[Opening Information supplied section]

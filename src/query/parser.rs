//! Query parser: expression strings to [`Query`] trees.
//!
//! Grammar, loosest binding first:
//!
//! ```text
//! expr     := and_expr (OR and_expr)*
//! and_expr := unary (AND? unary)*        -- adjacency means AND
//! unary    := NOT unary | atom
//! atom     := '(' expr ')' | '"' text '"' | word
//! ```
//!
//! `&&` and `||` are accepted as spellings of AND and OR, matching the
//! compound-search syntax of q-gram engines. Words and quoted text are run
//! through the index analyzer, so the parsed tree is always expressed in
//! normalized terms: a word that analyzes to several grams becomes a phrase
//! over those grams.

use std::sync::Arc;

use crate::analysis::Analyzer;
use crate::error::{NaginataError, Result};
use crate::query::Query;

/// Parser for query expressions.
#[derive(Debug)]
pub struct QueryParser {
    analyzer: Arc<Analyzer>,
}

impl QueryParser {
    /// Create a parser using the given analyzer for term normalization.
    pub fn new(analyzer: Arc<Analyzer>) -> Self {
        QueryParser { analyzer }
    }

    /// Parse an expression string.
    pub fn parse(&self, expression: &str) -> Result<Query> {
        let tokens = lex(expression)?;
        if tokens.is_empty() {
            return Err(NaginataError::query("empty query"));
        }

        let mut parser = Parser {
            tokens,
            position: 0,
            analyzer: &self.analyzer,
        };
        let query = parser.parse_or()?;

        if parser.position != parser.tokens.len() {
            return Err(NaginataError::query(format!(
                "unexpected trailing input near {:?}",
                parser.tokens[parser.position]
            )));
        }
        Ok(query)
    }
}

#[derive(Debug, Clone, PartialEq, Eq)]
enum LexToken {
    Word(String),
    Quoted(String),
    And,
    Or,
    Not,
    LParen,
    RParen,
}

fn lex(input: &str) -> Result<Vec<LexToken>> {
    let mut tokens = Vec::new();
    let mut chars = input.chars().peekable();

    while let Some(&c) = chars.peek() {
        match c {
            c if c.is_whitespace() => {
                chars.next();
            }
            '(' => {
                chars.next();
                tokens.push(LexToken::LParen);
            }
            ')' => {
                chars.next();
                tokens.push(LexToken::RParen);
            }
            '"' => {
                chars.next();
                let mut text = String::new();
                let mut closed = false;
                for c in chars.by_ref() {
                    if c == '"' {
                        closed = true;
                        break;
                    }
                    text.push(c);
                }
                if !closed {
                    return Err(NaginataError::query("unterminated quoted phrase"));
                }
                tokens.push(LexToken::Quoted(text));
            }
            '&' => {
                chars.next();
                if chars.next_if_eq(&'&').is_none() {
                    return Err(NaginataError::query("expected '&&'"));
                }
                tokens.push(LexToken::And);
            }
            '|' => {
                chars.next();
                if chars.next_if_eq(&'|').is_none() {
                    return Err(NaginataError::query("expected '||'"));
                }
                tokens.push(LexToken::Or);
            }
            _ => {
                let mut word = String::new();
                while let Some(&c) = chars.peek() {
                    if c.is_whitespace() || matches!(c, '(' | ')' | '"' | '&' | '|') {
                        break;
                    }
                    word.push(c);
                    chars.next();
                }
                tokens.push(match word.as_str() {
                    "AND" | "and" => LexToken::And,
                    "OR" | "or" => LexToken::Or,
                    "NOT" | "not" => LexToken::Not,
                    _ => LexToken::Word(word),
                });
            }
        }
    }

    Ok(tokens)
}

struct Parser<'a> {
    tokens: Vec<LexToken>,
    position: usize,
    analyzer: &'a Analyzer,
}

impl Parser<'_> {
    fn peek(&self) -> Option<&LexToken> {
        self.tokens.get(self.position)
    }

    fn advance(&mut self) -> Option<LexToken> {
        let token = self.tokens.get(self.position).cloned();
        if token.is_some() {
            self.position += 1;
        }
        token
    }

    fn parse_or(&mut self) -> Result<Query> {
        let mut clauses = vec![self.parse_and()?];
        while self.peek() == Some(&LexToken::Or) {
            self.advance();
            clauses.push(self.parse_and()?);
        }
        Ok(flatten(clauses, Query::Or))
    }

    fn parse_and(&mut self) -> Result<Query> {
        let mut clauses = vec![self.parse_unary()?];
        loop {
            match self.peek() {
                Some(LexToken::And) => {
                    self.advance();
                    clauses.push(self.parse_unary()?);
                }
                // Adjacency is an implicit AND.
                Some(LexToken::Word(_))
                | Some(LexToken::Quoted(_))
                | Some(LexToken::Not)
                | Some(LexToken::LParen) => {
                    clauses.push(self.parse_unary()?);
                }
                _ => break,
            }
        }
        Ok(flatten(clauses, Query::And))
    }

    fn parse_unary(&mut self) -> Result<Query> {
        if self.peek() == Some(&LexToken::Not) {
            self.advance();
            let inner = self.parse_unary()?;
            return Ok(Query::Not(Box::new(inner)));
        }
        self.parse_atom()
    }

    fn parse_atom(&mut self) -> Result<Query> {
        match self.advance() {
            Some(LexToken::LParen) => {
                let query = self.parse_or()?;
                if self.advance() != Some(LexToken::RParen) {
                    return Err(NaginataError::query("unbalanced parenthesis"));
                }
                Ok(query)
            }
            Some(LexToken::Word(word)) => self.analyze_text(&word),
            Some(LexToken::Quoted(text)) => self.analyze_text(&text),
            Some(token) => Err(NaginataError::query(format!(
                "expected a term, got {token:?}"
            ))),
            None => Err(NaginataError::query("unexpected end of query")),
        }
    }

    /// Normalize raw query text into a term or phrase.
    fn analyze_text(&self, text: &str) -> Result<Query> {
        let mut terms: Vec<String> = self.analyzer.analyze(text)?.map(|t| t.text).collect();
        match terms.len() {
            0 => Err(NaginataError::query(format!(
                "query text {text:?} normalizes to no terms"
            ))),
            1 => Ok(Query::Term(terms.remove(0))),
            _ => Ok(Query::Phrase(terms)),
        }
    }
}

fn flatten(mut clauses: Vec<Query>, combine: fn(Vec<Query>) -> Query) -> Query {
    if clauses.len() == 1 {
        clauses.remove(0)
    } else {
        combine(clauses)
    }
}
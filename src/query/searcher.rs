//! Query evaluation against one index snapshot.

use std::sync::Arc;

use serde::Serialize;

use crate::error::Result;
use crate::index::PostingList;
use crate::index::reader::Snapshot;
use crate::query::{Query, matcher, scorer};

/// A scored search result.
#[derive(Debug, Clone, PartialEq, Serialize)]
pub struct SearchHit {
    /// Matching document ID.
    pub doc_id: u64,
    /// Tf-idf relevance score. Documents matched only through `NOT` carry 0.
    pub score: f32,
}

/// Evaluates [`Query`] trees against a pinned snapshot.
///
/// The snapshot and the live-document domain are both captured at
/// construction, so one searcher answers one query consistently even while
/// writers keep publishing.
#[derive(Debug)]
pub struct Searcher {
    snapshot: Snapshot,
    /// Ascending IDs of all live documents; the domain for `NOT` and the
    /// `N` in idf.
    live_doc_ids: Arc<Vec<u64>>,
}

impl Searcher {
    /// Create a searcher over a snapshot and the live-document domain.
    pub fn new(snapshot: Snapshot, live_doc_ids: Arc<Vec<u64>>) -> Self {
        Searcher {
            snapshot,
            live_doc_ids,
        }
    }

    /// Evaluate a query and return up to `limit` hits, ordered by score
    /// descending with document ID ascending as the tie-break.
    pub fn search(&self, query: &Query, limit: usize) -> Result<Vec<SearchHit>> {
        let mut hits = self.eval(query)?;
        hits.sort_by(|a, b| {
            b.score
                .total_cmp(&a.score)
                .then_with(|| a.doc_id.cmp(&b.doc_id))
        });
        hits.truncate(limit);
        Ok(hits)
    }

    /// Evaluate a query to its full, doc-ID-ascending hit list.
    fn eval(&self, query: &Query) -> Result<Vec<SearchHit>> {
        match query {
            Query::Term(term) => {
                let list = self.snapshot.term_postings(term)?;
                Ok(self.score_term(&list))
            }
            Query::Phrase(terms) => {
                let lists = terms
                    .iter()
                    .map(|t| self.snapshot.term_postings(t))
                    .collect::<Result<Vec<PostingList>>>()?;
                Ok(self.score_phrase(&lists))
            }
            Query::And(subs) => {
                let mut iter = subs.iter();
                let Some(first) = iter.next() else {
                    return Ok(Vec::new());
                };
                let mut acc = self.eval(first)?;
                for sub in iter {
                    if acc.is_empty() {
                        return Ok(acc);
                    }
                    acc = matcher::intersect(acc, self.eval(sub)?);
                }
                Ok(acc)
            }
            Query::Or(subs) => {
                let mut acc = Vec::new();
                for sub in subs {
                    acc = matcher::union(acc, self.eval(sub)?);
                }
                Ok(acc)
            }
            Query::Not(inner) => {
                let excluded = self.eval(inner)?;
                let domain = self
                    .live_doc_ids
                    .iter()
                    .map(|&doc_id| SearchHit { doc_id, score: 0.0 })
                    .collect();
                Ok(matcher::difference(domain, &excluded))
            }
        }
    }

    fn score_term(&self, list: &PostingList) -> Vec<SearchHit> {
        let weight = scorer::idf(self.doc_count(), list.doc_frequency());
        list.postings
            .iter()
            .map(|p| SearchHit {
                doc_id: p.doc_id,
                score: scorer::tf_idf(p.frequency() as u64, weight),
            })
            .collect()
    }

    fn score_phrase(&self, lists: &[PostingList]) -> Vec<SearchHit> {
        let matches = matcher::phrase_matches(lists);
        let weight = scorer::idf(self.doc_count(), matches.len() as u64);
        matches
            .into_iter()
            .map(|(doc_id, occurrences)| SearchHit {
                doc_id,
                score: scorer::tf_idf(occurrences as u64, weight),
            })
            .collect()
    }

    fn doc_count(&self) -> u64 {
        self.live_doc_ids.len() as u64
    }
}
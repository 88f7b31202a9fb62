//! Character n-gram tokenizer implementation.

use crate::analysis::token::{Token, TokenStream};
use crate::analysis::tokenizer::Tokenizer;
use crate::error::{NaginataError, Result};

/// A tokenizer that generates fixed-width character n-grams.
///
/// N-gram indexing gives substring-match semantics: a query string is
/// analyzed into the same grams as the indexed text, and matching the grams
/// in adjacent positions matches the substring. Inputs shorter than the gram
/// width produce a single token covering the whole input, so short documents
/// remain findable.
///
/// # Examples
///
/// ```
/// use naginata::analysis::tokenizer::ngram::NgramTokenizer;
/// use naginata::analysis::tokenizer::Tokenizer;
///
/// let tokenizer = NgramTokenizer::new(2).unwrap();
/// let tokens: Vec<_> = tokenizer.tokenize("hello").unwrap()
///     .map(|t| t.text.to_string())
///     .collect();
/// assert_eq!(tokens, vec!["he", "el", "ll", "lo"]);
/// ```
#[derive(Clone, Debug)]
pub struct NgramTokenizer {
    /// N-gram width in characters.
    gram_size: usize,
}

impl NgramTokenizer {
    /// Create a new n-gram tokenizer.
    ///
    /// # Errors
    ///
    /// Returns an error if `gram_size` is 0.
    pub fn new(gram_size: usize) -> Result<Self> {
        if gram_size == 0 {
            return Err(NaginataError::analysis(
                "gram_size must be at least 1".to_string(),
            ));
        }
        Ok(Self { gram_size })
    }

    /// Create a bigram tokenizer (n=2).
    pub fn bigram() -> Self {
        Self { gram_size: 2 }
    }

    /// Create a trigram tokenizer (n=3).
    pub fn trigram() -> Self {
        Self { gram_size: 3 }
    }

    /// The configured gram width.
    pub fn gram_size(&self) -> usize {
        self.gram_size
    }
}

impl Tokenizer for NgramTokenizer {
    fn tokenize(&self, text: &str) -> Result<TokenStream> {
        let chars: Vec<char> = text.chars().collect();
        let mut tokens = Vec::new();

        if chars.is_empty() {
            return Ok(Box::new(tokens.into_iter()));
        }

        // Inputs shorter than one gram become a single whole-input token.
        if chars.len() < self.gram_size {
            tokens.push(Token::with_offsets(text, 0, 0, text.len()));
            return Ok(Box::new(tokens.into_iter()));
        }

        let mut start_offset = 0;
        for (position, start) in (0..=chars.len() - self.gram_size).enumerate() {
            let end = start + self.gram_size;
            let ngram: String = chars[start..end].iter().collect();
            let end_offset = start_offset + ngram.len();

            tokens.push(Token::with_offsets(
                &ngram,
                position as u32,
                start_offset,
                end_offset,
            ));
            start_offset += chars[start].len_utf8();
        }

        Ok(Box::new(tokens.into_iter()))
    }

    fn name(&self) -> &'static str {
        "ngram"
    }
}
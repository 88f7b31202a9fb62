//! Structured binary I/O over storage streams.
//!
//! [`StructWriter`] and [`StructReader`] provide the fixed-width and
//! variable-length primitives the segment codec is built from, with a running
//! CRC32 over everything written so far. The writer appends the checksum when
//! closed; whole-file verification on the read side lives with the segment
//! reader, which knows the file layout.

use byteorder::{LittleEndian, ReadBytesExt, WriteBytesExt};

use crate::error::{NaginataError, Result};
use crate::storage::{StorageInput, StorageOutput};
use crate::util::varint::{decode_u64, encode_u64};

/// A structured file writer for binary data.
pub struct StructWriter<W: StorageOutput> {
    writer: W,
    hasher: crc32fast::Hasher,
    position: u64,
}

impl<W: StorageOutput> StructWriter<W> {
    /// Create a new structured file writer.
    pub fn new(writer: W) -> Self {
        StructWriter {
            writer,
            hasher: crc32fast::Hasher::new(),
            position: 0,
        }
    }

    /// Write a u8 value.
    pub fn write_u8(&mut self, value: u8) -> Result<()> {
        self.writer.write_u8(value)?;
        self.hasher.update(&[value]);
        self.position += 1;
        Ok(())
    }

    /// Write a u32 value (little-endian).
    pub fn write_u32(&mut self, value: u32) -> Result<()> {
        self.writer.write_u32::<LittleEndian>(value)?;
        self.hasher.update(&value.to_le_bytes());
        self.position += 4;
        Ok(())
    }

    /// Write a u64 value (little-endian).
    pub fn write_u64(&mut self, value: u64) -> Result<()> {
        self.writer.write_u64::<LittleEndian>(value)?;
        self.hasher.update(&value.to_le_bytes());
        self.position += 8;
        Ok(())
    }

    /// Write a variable-length integer.
    pub fn write_varint(&mut self, value: u64) -> Result<()> {
        let encoded = encode_u64(value);
        self.writer.write_all(&encoded)?;
        self.hasher.update(&encoded);
        self.position += encoded.len() as u64;
        Ok(())
    }

    /// Write a string with length prefix.
    pub fn write_string(&mut self, value: &str) -> Result<()> {
        self.write_bytes(value.as_bytes())
    }

    /// Write raw bytes with length prefix.
    pub fn write_bytes(&mut self, value: &[u8]) -> Result<()> {
        self.write_varint(value.len() as u64)?;
        self.writer.write_all(value)?;
        self.hasher.update(value);
        self.position += value.len() as u64;
        Ok(())
    }

    /// Get the current write position.
    pub fn position(&self) -> u64 {
        self.position
    }

    /// The CRC32 of everything written so far.
    pub fn checksum(&self) -> u32 {
        self.hasher.clone().finalize()
    }

    /// Append the running checksum, then flush and sync the output.
    ///
    /// The checksum bytes themselves are not covered by the checksum.
    pub fn close(mut self) -> Result<()> {
        let checksum = self.hasher.finalize();
        self.writer.write_u32::<LittleEndian>(checksum)?;
        self.writer.flush_and_sync()?;
        Ok(())
    }

    /// Flush and sync without appending a checksum.
    pub fn finish(mut self) -> Result<()> {
        self.writer.flush_and_sync()?;
        Ok(())
    }
}

/// A structured file reader for binary data.
pub struct StructReader<R: StorageInput> {
    reader: R,
    position: u64,
    file_size: u64,
}

impl<R: StorageInput> StructReader<R> {
    /// Create a new structured file reader.
    pub fn new(reader: R) -> Result<Self> {
        let file_size = reader.size()?;
        Ok(StructReader {
            reader,
            position: 0,
            file_size,
        })
    }

    /// Read a u8 value.
    pub fn read_u8(&mut self) -> Result<u8> {
        let value = self.reader.read_u8()?;
        self.position += 1;
        Ok(value)
    }

    /// Read a u32 value (little-endian).
    pub fn read_u32(&mut self) -> Result<u32> {
        let value = self.reader.read_u32::<LittleEndian>()?;
        self.position += 4;
        Ok(value)
    }

    /// Read a u64 value (little-endian).
    pub fn read_u64(&mut self) -> Result<u64> {
        let value = self.reader.read_u64::<LittleEndian>()?;
        self.position += 8;
        Ok(value)
    }

    /// Read a variable-length integer.
    pub fn read_varint(&mut self) -> Result<u64> {
        let mut bytes = Vec::new();
        loop {
            let byte = self.reader.read_u8()?;
            bytes.push(byte);
            if byte & 0x80 == 0 {
                break;
            }
        }

        let (value, _) = decode_u64(&bytes)?;
        self.position += bytes.len() as u64;
        Ok(value)
    }

    /// Read a string with length prefix.
    pub fn read_string(&mut self) -> Result<String> {
        let bytes = self.read_byte_vec()?;
        String::from_utf8(bytes)
            .map_err(|e| NaginataError::serialization(format!("invalid UTF-8 in string: {e}")))
    }

    /// Read length-prefixed bytes.
    pub fn read_byte_vec(&mut self) -> Result<Vec<u8>> {
        let length = self.read_varint()? as usize;
        if self.position + length as u64 > self.file_size {
            return Err(NaginataError::serialization(format!(
                "length prefix {length} exceeds remaining file size"
            )));
        }
        let mut bytes = vec![0u8; length];
        self.reader.read_exact(&mut bytes)?;
        self.position += length as u64;
        Ok(bytes)
    }

    /// Seek to an absolute position.
    pub fn seek(&mut self, position: u64) -> Result<()> {
        self.reader.seek(std::io::SeekFrom::Start(position))?;
        self.position = position;
        Ok(())
    }

    /// Get the current read position.
    pub fn position(&self) -> u64 {
        self.position
    }

    /// Total size of the underlying file.
    pub fn file_size(&self) -> u64 {
        self.file_size
    }
}

/// Compute the CRC32 of the first `len` bytes of `input`, streaming.
pub fn checksum_prefix<R: StorageInput>(input: &mut R, len: u64) -> Result<u32> {
    input.seek(std::io::SeekFrom::Start(0))?;
    let mut hasher = crc32fast::Hasher::new();
    let mut remaining = len;
    let mut buf = [0u8; 8192];

    while remaining > 0 {
        let want = remaining.min(buf.len() as u64) as usize;
        input.read_exact(&mut buf[..want])?;
        hasher.update(&buf[..want]);
        remaining -= want as u64;
    }

    Ok(hasher.finalize())
}

#[cfg(test)]
mod tests {
    use super::*;
    use crate::storage::{MemoryStorage, Storage};

    #[test]
    fn test_write_read_roundtrip() {
        let storage = MemoryStorage::new_default();

        let output = storage.create_output("s.bin").unwrap();
        let mut writer = StructWriter::new(output);
        writer.write_u8(7).unwrap();
        writer.write_u32(1234).unwrap();
        writer.write_u64(u64::MAX).unwrap();
        writer.write_varint(300).unwrap();
        writer.write_string("term").unwrap();
        writer.write_bytes(b"raw").unwrap();
        writer.close().unwrap();

        let input = storage.open_input("s.bin").unwrap();
        let mut reader = StructReader::new(input).unwrap();
        assert_eq!(reader.read_u8().unwrap(), 7);
        assert_eq!(reader.read_u32().unwrap(), 1234);
        assert_eq!(reader.read_u64().unwrap(), u64::MAX);
        assert_eq!(reader.read_varint().unwrap(), 300);
        assert_eq!(reader.read_string().unwrap(), "term");
        assert_eq!(reader.read_byte_vec().unwrap(), b"raw");
    }

    #[test]
    fn test_checksum_matches_prefix() {
        let storage = MemoryStorage::new_default();

        let output = storage.create_output("c.bin").unwrap();
        let mut writer = StructWriter::new(output);
        writer.write_u64(42).unwrap();
        writer.write_string("hello").unwrap();
        let expected = writer.checksum();
        let data_len = writer.position();
        writer.close().unwrap();

        let mut input = storage.open_input("c.bin").unwrap();
        let actual = checksum_prefix(&mut input, data_len).unwrap();
        assert_eq!(actual, expected);

        // The stored trailer equals the computed checksum.
        let mut reader = StructReader::new(input).unwrap();
        reader.seek(data_len).unwrap();
        assert_eq!(reader.read_u32().unwrap(), expected);
    }

    #[test]
    fn test_seek_and_position() {
        let storage = MemoryStorage::new_default();

        let output = storage.create_output("p.bin").unwrap();
        let mut writer = StructWriter::new(output);
        writer.write_u32(1).unwrap();
        writer.write_u32(2).unwrap();
        assert_eq!(writer.position(), 8);
        writer.finish().unwrap();

        let input = storage.open_input("p.bin").unwrap();
        let mut reader = StructReader::new(input).unwrap();
        reader.seek(4).unwrap();
        assert_eq!(reader.read_u32().unwrap(), 2);
        assert_eq!(reader.position(), 8);
    }

    #[test]
    fn test_oversized_length_prefix_rejected() {
        let storage = MemoryStorage::new_default();

        let output = storage.create_output("bad.bin").unwrap();
        let mut writer = StructWriter::new(output);
        writer.write_varint(1_000_000).unwrap(); // length prefix with no payload
        writer.finish().unwrap();

        let input = storage.open_input("bad.bin").unwrap();
        let mut reader = StructReader::new(input).unwrap();
        assert!(reader.read_byte_vec().is_err());
    }
}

[Closing Information supplied section]

▸ **Aim of the task**
Quote exactly the stretch of lines above that starts at the first one and ends at the line with "tokens.push(LexToken::LParen);", and nothing beyond it.

▸ **Solution to the problem**
filename src/query/parser.rs
//! Query parser: expression strings to [`Query`] trees.
//!
//! Grammar, loosest binding first:
//!
//! ```text
//! expr     := and_expr (OR and_expr)*
//! and_expr := unary (AND? unary)*        -- adjacency means AND
//! unary    := NOT unary | atom
//! atom     := '(' expr ')' | '"' text '"' | word
//! ```
//!
//! `&&` and `||` are accepted as spellings of AND and OR, matching the
//! compound-search syntax of q-gram engines. Words and quoted text are run
//! through the index analyzer, so the parsed tree is always expressed in
//! normalized terms: a word that analyzes to several grams becomes a phrase
//! over those grams.

use std::sync::Arc;

use crate::analysis::Analyzer;
use crate::error::{NaginataError, Result};
use crate::query::Query;

/// Parser for query expressions.
#[derive(Debug)]
pub struct QueryParser {
    analyzer: Arc<Analyzer>,
}

impl QueryParser {
    /// Create a parser using the given analyzer for term normalization.
    pub fn new(analyzer: Arc<Analyzer>) -> Self {
        QueryParser { analyzer }
    }

    /// Parse an expression string.
    pub fn parse(&self, expression: &str) -> Result<Query> {
        let tokens = lex(expression)?;
        if tokens.is_empty() {
            return Err(NaginataError::query("empty query"));
        }

        let mut parser = Parser {
            tokens,
            position: 0,
            analyzer: &self.analyzer,
        };
        let query = parser.parse_or()?;

        if parser.position != parser.tokens.len() {
            return Err(NaginataError::query(format!(
                "unexpected trailing input near {:?}",
                parser.tokens[parser.position]
            )));
        }
        Ok(query)
    }
}

#[derive(Debug, Clone, PartialEq, Eq)]
enum LexToken {
    Word(String),
    Quoted(String),
    And,
    Or,
    Not,
    LParen,
    RParen,
}

fn lex(input: &str) -> Result<Vec<LexToken>> {
    let mut tokens = Vec::new();
    let mut chars = input.chars().peekable();

    while let Some(&c) = chars.peek() {
        match c {
            c if c.is_whitespace() => {
                chars.next();
            }
            '(' => {
                chars.next();
                tokens.push(LexToken::LParen);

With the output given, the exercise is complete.